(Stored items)
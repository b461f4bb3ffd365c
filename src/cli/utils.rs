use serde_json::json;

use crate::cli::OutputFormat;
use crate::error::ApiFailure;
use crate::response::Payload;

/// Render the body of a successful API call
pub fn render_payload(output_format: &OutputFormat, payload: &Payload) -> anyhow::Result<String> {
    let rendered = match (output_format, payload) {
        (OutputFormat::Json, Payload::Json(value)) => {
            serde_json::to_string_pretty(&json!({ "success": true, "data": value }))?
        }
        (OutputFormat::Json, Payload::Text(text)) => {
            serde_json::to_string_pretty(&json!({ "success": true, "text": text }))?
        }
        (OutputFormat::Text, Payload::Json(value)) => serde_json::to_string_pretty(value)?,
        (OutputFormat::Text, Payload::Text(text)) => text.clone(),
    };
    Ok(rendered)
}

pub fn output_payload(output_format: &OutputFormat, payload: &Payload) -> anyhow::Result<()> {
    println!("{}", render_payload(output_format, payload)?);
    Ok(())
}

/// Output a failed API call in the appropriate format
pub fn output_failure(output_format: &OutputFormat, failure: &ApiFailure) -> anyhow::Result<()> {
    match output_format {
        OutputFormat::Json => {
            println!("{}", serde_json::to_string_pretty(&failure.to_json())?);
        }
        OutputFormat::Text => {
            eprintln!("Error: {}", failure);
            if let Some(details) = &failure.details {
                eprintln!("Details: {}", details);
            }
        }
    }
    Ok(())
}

--

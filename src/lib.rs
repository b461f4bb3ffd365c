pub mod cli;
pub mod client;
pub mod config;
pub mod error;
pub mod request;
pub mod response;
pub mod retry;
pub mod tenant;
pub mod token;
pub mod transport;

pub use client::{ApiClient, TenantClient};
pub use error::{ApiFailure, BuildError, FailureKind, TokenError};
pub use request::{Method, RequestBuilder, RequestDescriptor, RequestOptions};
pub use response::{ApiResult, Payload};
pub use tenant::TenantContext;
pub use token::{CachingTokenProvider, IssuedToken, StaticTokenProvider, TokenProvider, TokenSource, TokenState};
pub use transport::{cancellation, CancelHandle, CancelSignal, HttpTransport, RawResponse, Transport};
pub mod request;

> [REQUIREMENT] The expected result is every line above containing the string "crate".

> [RESPONSE AREA]
use crate::cli::OutputFormat;
use crate::error::ApiFailure;
use crate::response::Payload;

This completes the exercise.